4

I have a 120k lines file. Each line has to be processed by an external application. I start a subprocess and send each line to stdin. It takes at least a second to start the application and that's a real bottleneck.

I am looking for a way to make it so I can start the process once and send data to it line by line.

My current code:

    #not pictured: the loop that iterates over all lines. Here the text var is the line I need to pass to the application
pdebug("Sending to tomita:\n----\n", text,"\n----")
    try:
        p = Popen(['tomita/tomitaparser.exe', "tomita/config.proto"], stdout=PIPE, stdin=PIPE, stderr=PIPE)
        stdout_data, stderr_data = p.communicate(input=bytes(text, 'UTF-8'), timeout=45)
        pdebug("Tomita returned stderr:\n", "stderr: "+stderr_data.decode("utf-8").strip()+"\n" )
    except TimeoutExpired:
        p.kill()
        pdebug("Tomita killed")
    stdout_data = stdout_data.decode("utf-8")
    facts = parse_tomita_output(stdout_data)
    pdebug('Received facts:\n----\n',str(facts),"\n----")

The code I tried recently:

try:
    p = Popen(['tomita/tomitaparser.exe', "tomita/config.proto"], stdout=PIPE, stdin=PIPE, stderr=PIPE)

    for news_line in news:
        pdebug("Sending to tomita:\n----\n", news_line.text,"\n----")
        stdout_data, stderr_data = p.communicate(input=bytes(news_line.text, 'UTF-8'), timeout=45)
        pdebug("Tomita returned stderr:\n",stderr_data.decode("utf-8").strip()+"\n" )
        stdout_data = stdout_data.decode("utf-8")
        facts = parse_tomita_output(stdout_data)
        pdebug('Received facts:\n----\n',str(facts),"\n----")

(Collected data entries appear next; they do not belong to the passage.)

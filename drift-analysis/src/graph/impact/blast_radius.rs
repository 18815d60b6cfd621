//! Blast radius computation via transitive caller analysis.

use drift_core::types::collections::FxHashSet;
use petgraph::graph::NodeIndex;

use crate::call_graph::types::CallGraph;

use super::types::{BlastRadius, RiskScore};

/// Compute the blast radius for a function.
///
/// Uses inverse BFS to find all transitive callers — every function
/// that would be affected by a change to the target function.
pub fn compute_blast_radius(
    graph: &CallGraph,
    function_id: NodeIndex,
    max_callers_for_normalization: u32,
) -> BlastRadius {
    let (callers, max_depth) = transitive_callers(graph, function_id);
    let caller_count = callers.len() as u32;

    // Normalize blast radius to 0.0-1.0
    let blast_factor = (caller_count as f32 / max_callers_for_normalization as f32).min(1.0);

    // CG-IMPACT-01: Compute real sensitivity from node properties
    let node = &graph.graph[function_id];
    let sensitivity = compute_sensitivity(node);

    // CG-IMPACT-02: Estimate complexity from line span
    let complexity = compute_complexity_estimate(node);

    // Test coverage: approximate — functions in test files are covered
    let test_coverage = if node.file.to_lowercase().contains("test") { 0.8 } else { 0.2 };

    let risk_score = RiskScore::compute(
        blast_factor,
        sensitivity,
        test_coverage,
        complexity,
        0.0, // Change frequency: requires git history (out of scope)
    );

    BlastRadius {
        function_id,
        transitive_callers: callers,
        caller_count,
        risk_score,
        max_depth,
    }
}

/// Compute blast radius for all functions in the graph.
pub fn compute_all_blast_radii(graph: &CallGraph) -> Vec<BlastRadius> {
    let max_callers = graph.function_count().max(1) as u32;

    graph
        .graph
        .node_indices()
        .map(|idx| compute_blast_radius(graph, idx, max_callers))
        .collect()
}

/// CG-IMPACT-01: Compute sensitivity score from node properties.
fn compute_sensitivity(node: &crate::call_graph::types::FunctionNode) -> f32 {
    let mut score = 0.0f32;

    // Entry points that handle user input are more sensitive
    if node.is_entry_point {
        score += 0.3;
    }

    // Exported functions have higher API surface sensitivity
    if node.is_exported {
        score += 0.2;
    }

    // Functions with security-related names
    let name_lower = node.name.to_lowercase();
    if name_lower.contains("auth") || name_lower.contains("login")
        || name_lower.contains("password") || name_lower.contains("token")
        || name_lower.contains("secret") || name_lower.contains("crypt")
        || name_lower.contains("permission") || name_lower.contains("session")
    {
        score += 0.4;
    }

    // Database/IO functions
    if name_lower.contains("query") || name_lower.contains("execute")
        || name_lower.contains("write") || name_lower.contains("delete")
    {
        score += 0.2;
    }

    score.min(1.0)
}

/// CG-IMPACT-02: Estimate complexity from function line span.
fn compute_complexity_estimate(node: &crate::call_graph::types::FunctionNode) -> f32 {
    let line_span = node.end_line.saturating_sub(node.line) as f32;
    // Normalize: 0-10 lines → low, 10-50 → medium, 50+ → high
    if line_span <= 10.0 {
        line_span / 50.0
    } else if line_span <= 50.0 {
        0.2 + (line_span - 10.0) / 80.0
    } else {
        (0.7 + (line_span - 50.0) / 200.0).min(1.0)
    }
}

/// Find all transitive callers via inverse BFS.
/// Returns (callers, max_depth).
fn transitive_callers(graph: &CallGraph, start: NodeIndex) -> (Vec<NodeIndex>, u32) {
    let mut visited = FxHashSet::default();
    let mut queue = std::collections::VecDeque::new();
    let mut result = Vec::new();
    let mut max_depth = 0u32;

    visited.insert(start);
    queue.push_back((start, 0u32));

    while let Some((node, depth)) = queue.pop_front() {
        if node != start {
            result.push(node);
            if depth > max_depth {
                max_depth = depth;
            }
        }

        for caller in graph.graph.neighbors_directed(node, petgraph::Direction::Incoming) {
            if visited.insert(caller) {
                queue.push_back((caller, depth + 1));
            }
        }
    }

    (result, max_depth)
}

        news_line.grammemes = facts

except TimeoutExpired:
    p.kill()
    pdebug("Tomita killed due to timeout")

The recent code produces this error:

ValueError: Cannot send input after starting communication

So is there a way to send input after I launch the exe, read stdout, flush stdin and stdout, repeat the process?

Euphe
  • 3,531
  • 6
  • 39
  • 69
  • 1
    [pexpect](http://stackoverflow.com/a/28690745/477878) perhaps? – Joachim Isaksson Feb 20 '16 at 12:23
  • @JoachimIsaksson thanks. My problem is that the program doesn't have a clear "I have done parsing this code" marker in stdout. It sends one to stderr though. – Euphe Feb 20 '16 at 12:38
  • 1
    You _might_ be able to do this with `subprocess.Popen`, but that depends on the buffering that your tomitaparser.exe does. You can't do it with `subprocess.communicate`, that's for one-shot interaction with a process. You can get handles to your pipes with `p.stdin`, `p.stdout`, `p.stderr`, assuming each of the `stdin`, `stdout`, and `stderr` args to `.Popen` are set to `subprocess.PIPE`. – PM 2Ring Feb 20 '16 at 12:41
  • 1
    Note that `pexpect` has reduced functionality on Windows: https://pexpect.readthedocs.org/en/stable/overview.html#windows – PM 2Ring Feb 20 '16 at 12:45
  • Possible duplicate of [Multiple inputs and outputs in python subprocess communicate](https://stackoverflow.com/questions/28616018/multiple-inputs-and-outputs-in-python-subprocess-communicate) – Ciro Santilli OurBigBook.com Sep 05 '18 at 08:27

1 Answers1

1

I have a 120k lines file. ... I am looking for a way to make it so I can start the process once and send data to it line by line.

import subprocess

with open(filename, 'rb', 0) as input_file:
    subprocess.check_call(external_app, stdin=input_file)

To answer the question in the title, see links in the description of subprocess tag under the section: Interacting with a subprocess while it is still running such as code examples using pexpect and subprocess.

Community
  • 1
  • 1
jfs
  • 399,953
  • 195
  • 994
  • 1,670